[Items listed in a dataset]

★ ★ ★ ★ ★

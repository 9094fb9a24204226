// ============================================================================
// Annotation Kind Interface
// Strongly-typed key for one category of property metadata
// ============================================================================

use std::any::TypeId;
use std::fmt;
use std::hash::{Hash, Hasher};

/// A category of property metadata (precision, length, format, ...).
///
/// Each implementing type is its own namespace in the store: two kinds never
/// see each other's entries, even when their `NAME`s are equal.
pub trait AnnotationKind: 'static {
    /// Human readable name, used in logs
    const NAME: &'static str;

    /// Value attached to a property
    type Value: Clone + Send + Sync + 'static;

    /// Runtime key for this kind
    fn token() -> AnnotationToken {
        AnnotationToken {
            type_id: TypeId::of::<Self>(),
            name: Self::NAME,
        }
    }
}

/// Runtime form of an [`AnnotationKind`], keyed by the kind's `TypeId`.
#[derive(Clone, Copy)]
pub struct AnnotationToken {
    type_id: TypeId,
    name: &'static str,
}

impl AnnotationToken {
    pub fn name(&self) -> &'static str {
        self.name
    }
}

impl PartialEq for AnnotationToken {
    fn eq(&self, other: &Self) -> bool {
        self.type_id == other.type_id
    }
}

impl Eq for AnnotationToken {}

impl Hash for AnnotationToken {
    fn hash<H: Hasher>(&self, state: &mut H) {
        self.type_id.hash(state);
    }
}

impl fmt::Debug for AnnotationToken {
    fn fmt(&self, f: &mut fmt::Formatter<'_>) -> fmt::Result {
        write!(f, "AnnotationToken({})", self.name)
    }
}

impl fmt::Display for AnnotationToken {
    fn fmt(&self, f: &mut fmt::Formatter<'_>) -> fmt::Result {
        f.write_str(self.name)
    }
}

#[cfg(test)]
mod tests {
    use super::*;

    struct Length;
    impl AnnotationKind for Length {
        const NAME: &'static str = "length";
        type Value = usize;
    }

    struct OtherLength;
    impl AnnotationKind for OtherLength {
        const NAME: &'static str = "length";
        type Value = usize;
    }

    #[test]
    fn test_same_name_distinct_tokens() {
        assert_eq!(Length::token(), Length::token());
        assert_ne!(Length::token(), OtherLength::token());
        assert_eq!(Length::token().name(), OtherLength::token().name());
    }
}
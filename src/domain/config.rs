// ============================================================================
// Metadata Store Configuration
// Controls how annotations are resolved across type hierarchies
// ============================================================================

use crate::metadata::{MetadataError, MetadataResult};

#[cfg(feature = "serde")]
use serde::{Deserialize, Serialize};

/// Default number of ancestors walked when resolving an annotation.
pub const DEFAULT_MAX_DEPTH: usize = 32;

// ============================================================================
// Inheritance Mode
// ============================================================================

/// Whether lookups consult the annotations of registered parent types
#[derive(Debug, Clone, Copy, PartialEq, Eq, Default)]
#[cfg_attr(feature = "serde", derive(Serialize, Deserialize))]
pub enum InheritanceMode {
    /// Walk parent links; the nearest annotation wins
    #[default]
    Inherit,

    /// Only annotations attached to the type itself are visible
    Own,
}

// ============================================================================
// Store Configuration
// ============================================================================

/// Configuration for a [`MetadataStore`](crate::metadata::MetadataStore)
#[derive(Debug, Clone, PartialEq, Eq)]
#[cfg_attr(feature = "serde", derive(Serialize, Deserialize))]
pub struct StoreConfig {
    /// Inheritance resolution rule
    pub inheritance: InheritanceMode,

    /// Maximum number of ancestors consulted by a lookup
    pub max_depth: usize,
}

impl Default for StoreConfig {
    fn default() -> Self {
        Self {
            inheritance: InheritanceMode::Inherit,
            max_depth: DEFAULT_MAX_DEPTH,
        }
    }
}

impl StoreConfig {
    pub fn new(inheritance: InheritanceMode) -> Self {
        Self {
            inheritance,
            ..Self::default()
        }
    }

    /// Builder method: Set inheritance mode
    pub fn with_inheritance(mut self, inheritance: InheritanceMode) -> Self {
        self.inheritance = inheritance;
        self
    }

    /// Builder method: Set maximum ancestor depth
    pub fn with_max_depth(mut self, depth: usize) -> Self {
        self.max_depth = depth;
        self
    }

    /// Store whose types never see their parents' annotations
    pub fn isolated() -> Self {
        Self::new(InheritanceMode::Own)
    }

    /// Validate the configuration
    pub fn validate(&self) -> MetadataResult<()> {
        if self.max_depth == 0 {
            return Err(MetadataError::InvalidConfig(
                "max_depth must be at least 1",
            ));
        }

        Ok(())
    }
}

#[cfg(test)]
mod tests {
    use super::*;

    #[test]
    fn test_default_config() {
        let config = StoreConfig::default();
        assert_eq!(config.inheritance, InheritanceMode::Inherit);
        assert_eq!(config.max_depth, DEFAULT_MAX_DEPTH);
        assert!(config.validate().is_ok());
    }

    #[test]
    fn test_builder_pattern() {
        let config = StoreConfig::default()
            .with_inheritance(InheritanceMode::Own)
            .with_max_depth(4);

        assert_eq!(config.inheritance, InheritanceMode::Own);
        assert_eq!(config.max_depth, 4);
        assert_eq!(StoreConfig::isolated().inheritance, InheritanceMode::Own);
    }

    #[test]
    fn test_validation() {
        let config = StoreConfig::default().with_max_depth(0);
        assert!(matches!(
            config.validate(),
            Err(MetadataError::InvalidConfig(_))
        ));
    }
}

★ ★ ★ ★ ★

## The task
Please transcribe only the lines in the records above running from the line that has "registered parent types" through the line that has "#[derive(Debug, Clone, PartialEq, Eq)]", both included, exactly as they appear.

## Task solution
/// Whether lookups consult the annotations of registered parent types
#[derive(Debug, Clone, Copy, PartialEq, Eq, Default)]
#[cfg_attr(feature = "serde", derive(Serialize, Deserialize))]
pub enum InheritanceMode {
    /// Walk parent links; the nearest annotation wins
    #[default]
    Inherit,

    /// Only annotations attached to the type itself are visible
    Own,
}

// ============================================================================
// Store Configuration
// ============================================================================

/// Configuration for a [`MetadataStore`](crate::metadata::MetadataStore)
#[derive(Debug, Clone, PartialEq, Eq)]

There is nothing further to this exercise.